Putin meets African leaders

Russian President Vladimir Putin (left) attending a meeting with delegations of African leaders at the Constantine (Konstantinovsky) Palace in Strelna, outside Saint Petersburg on June 17, 2023. PHOTO | AFP | RIA NOVOSTI

It’s not a good idea to speak out against President Putin of Russia. Those who do in Russia, end up poisoned, imprisoned for life, committing suicide with their entire family, or falling out of hospital windows.

But what to do with African presidents who come calling for change from ‘he-who-must-not-be-challenged‘?

Last week, we got to see. First move, as the presidents of South Africa, Zambia, Senegal and Comoros, the prime minister of Egypt, and envoys from the DRC and Uganda, arrived in Kiev? Russia launched the biggest rocket attack on the city in weeks.

It’s unlikely the Russian leader worried about actually killing the presidents, as few of its rockets reach their mark in Kiev, these days, thanks to the city’s air defences. But what was the point of raining rockets into the sky for the African leaders? Truth be told, it is remarkably frightening being in a city that’s being shelled —might even induce some empathy for those living that way day and night.

Yet the South African leader of the delegation has been one of Russia’s strongest allies, even holding joint military exercises with Putin’s forces since their invasion of Ukraine, and outright refusing to condemn Russia’s shelling of civilians in UN motions.

And so to the second move. When the African leaders arrive in Moscow and address Putin, he cuts them short, interrupting their addresses, to shake around pieces of paper he says Ukraine won’t agree to.

But, a moment: who interrupts the address of a president, surely not even another president. Isn’t that an extraordinary act of disrespect from one national leader to seven others?

Shelled and interrupted, the delegation, nonetheless, called for the return of the thousands of Ukrainian children taken from Ukraine by the Russian military and now held in Russia: the same abduction of children that has triggered the International Criminal Court warrant for Putin’s arrest for war crimes.

Not interesting for Putin, who declared Russia was just protecting the children from a war zone (that it shells every night).

What better way to protect children from aggression than move them back into the aggressor’s castle: who would have a problem with that? “Kill us all, but do please take our children and make them safe in your homeland, dear warlord.”

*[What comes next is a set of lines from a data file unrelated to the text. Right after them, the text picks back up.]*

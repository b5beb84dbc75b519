mod display;

use std::io::{stdout, BufWriter, Write};
use std::sync::mpsc;
use std::thread;
use std::time::{Duration, Instant};

use anyhow::Context;
use crossterm::{
    cursor,
    event::{self, Event, KeyCode, KeyEvent, KeyEventKind, KeyModifiers},
    terminal, ExecutableCommand, QueueableCommand,
};
use rand::rngs::StdRng;
use rand::SeedableRng;
use tracing::{info, warn};
use tracing_subscriber::EnvFilter;

use dino_runner::{GameConfig, Session};

use display::TerminalSurface;

const FRAME: Duration = Duration::from_millis(16); // ≈60 FPS

const HINT_PLAYING: &str = "SPACE / ↑ : Jump   H : Hitboxes   Q : Quit";
const HINT_GAME_OVER: &str = "R : Play Again   Q : Quit";

// ── Logging ───────────────────────────────────────────────────────────────────

/// Logs go to stderr so they never land on the game screen; redirect with
/// `2> run.log` and raise the level with `RUST_LOG=debug`.
fn init_tracing() -> anyhow::Result<()> {
    let filter = EnvFilter::try_from_default_env().unwrap_or_else(|_| EnvFilter::new("warn"));
    let subscriber = tracing_subscriber::fmt()
        .with_env_filter(filter)
        .with_writer(std::io::stderr)
        .with_ansi(false)
        .finish();
    tracing::subscriber::set_global_default(subscriber)
        .context("failed to install tracing subscriber")
}

/// `DINO_SEED=<u64>` makes a run reproducible.
fn make_rng() -> StdRng {
    match std::env::var("DINO_SEED") {
        Ok(raw) => match raw.trim().parse::<u64>() {
            Ok(seed) => {
                info!(seed, "using fixed RNG seed");
                StdRng::seed_from_u64(seed)
            }
            Err(_) => {
                warn!(value = %raw, "ignoring DINO_SEED, not an unsigned integer");
                StdRng::from_entropy()
            }
        },
        Err(_) => StdRng::from_entropy(),
    }
}

// ── Game loop ─────────────────────────────────────────────────────────────────

enum Flow {
    Quit,
    Restart,
}

/// Drive one session until the player quits or asks for a new run.
///
/// The session is fed three things every frame: queued key presses, the
/// wall-clock time since it started, and a frame tick.  Once it reports game
/// over we stop ticking, draw the banner once and keep only listening for
/// keys.
fn play<W: Write>(
    out: &mut W,
    rx: &mpsc::Receiver<Event>,
    config: &GameConfig,
    rng: &mut StdRng,
) -> anyhow::Result<Flow> {
    let mut session = Session::new(config.clone()).context("invalid game configuration")?;
    let (cols, rows) = terminal::size().context("reading terminal size")?;
    let mut surface = TerminalSurface::new(cols, rows, config);
    let mut banner_drawn = false;
    let started = Instant::now();

    out.queue(terminal::Clear(terminal::ClearType::All))?;

    loop {
        let frame_start = Instant::now();

        // ── Drain pending input (non-blocking) ────────────────────────────────
        while let Ok(ev) = rx.try_recv() {
            match ev {
                Event::Key(KeyEvent {
                    code,
                    kind: KeyEventKind::Press,
                    modifiers,
                    ..
                }) => match code {
                    KeyCode::Char(' ') | KeyCode::Up | KeyCode::Char('w') | KeyCode::Char('W') => {
                        session.jump();
                    }
                    KeyCode::Char('q') | KeyCode::Char('Q') | KeyCode::Esc => {
                        return Ok(Flow::Quit);
                    }
                    KeyCode::Char('c') if modifiers.contains(KeyModifiers::CONTROL) => {
                        return Ok(Flow::Quit);
                    }
                    KeyCode::Char('r') | KeyCode::Char('R') if !session.running() => {
                        return Ok(Flow::Restart);
                    }
                    KeyCode::Char('h') | KeyCode::Char('H') => surface.toggle_hitboxes(),
                    _ => {}
                },
                Event::Resize(cols, rows) => {
                    surface = TerminalSurface::new(cols, rows, config);
                    banner_drawn = false;
                    out.queue(terminal::Clear(terminal::ClearType::All))?;
                }
                _ => {}
            }
        }

        // ── Wall clock, then one frame ────────────────────────────────────────
        let elapsed_ms = started.elapsed().as_millis() as u64;
        let behind = elapsed_ms.saturating_sub(session.clock_ms());
        session.advance_clock(Duration::from_millis(behind), rng);

        let hint = if session.running() {
            session.tick(&mut surface);
            HINT_PLAYING
        } else {
            if !banner_drawn {
                session.draw_game_over(&mut surface);
                banner_drawn = true;
            }
            HINT_GAME_OVER
        };

        surface.present(out, hint).context("drawing frame")?;

        let spent = frame_start.elapsed();
        if spent < FRAME {
            thread::sleep(FRAME - spent);
        }
    }
}

fn run<W: Write>(out: &mut W, rx: &mpsc::Receiver<Event>) -> anyhow::Result<()> {
    let config = GameConfig::default();
    let mut rng = make_rng();

    loop {
        match play(out, rx, &config, &mut rng)? {
            Flow::Quit => break,
            Flow::Restart => info!("starting a new run"),
        }
    }
    Ok(())
}

// ── Entry point ───────────────────────────────────────────────────────────────

fn main() -> anyhow::Result<()> {
    init_tracing()?;

    let raw_out = stdout();
    let mut out = BufWriter::new(raw_out);

    terminal::enable_raw_mode().context("enabling raw mode")?;
    out.execute(terminal::EnterAlternateScreen)?;
    out.execute(cursor::Hide)?;

    // Blocking event reads live on their own thread so the frame loop never
    // waits on input.
    let (tx, rx) = mpsc::channel::<Event>();
    thread::spawn(move || loop {
        match event::read() {
            Ok(ev) => {
                if tx.send(ev).is_err() {
                    break;
                }
            }
            Err(_) => break,
        }
    });

    let result = run(&mut out, &rx);

    // Always restore the terminal
    let _ = out.execute(cursor::Show);
    let _ = out.execute(terminal::LeaveAlternateScreen);
    let _ = terminal::disable_raw_mode();

    result
}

Nice one, South Africa. You see how it works. You provide all that support. But never think you are equal, or fit to influence. No one is. Maybe President Putin will even initiate a nuclear war and kill us all in the nuclear winter that follows when the sunlight can no longer reach our planet. But that’s for him to decide. Your part: be silent, or be shelled.

The writer is a development communication specialist.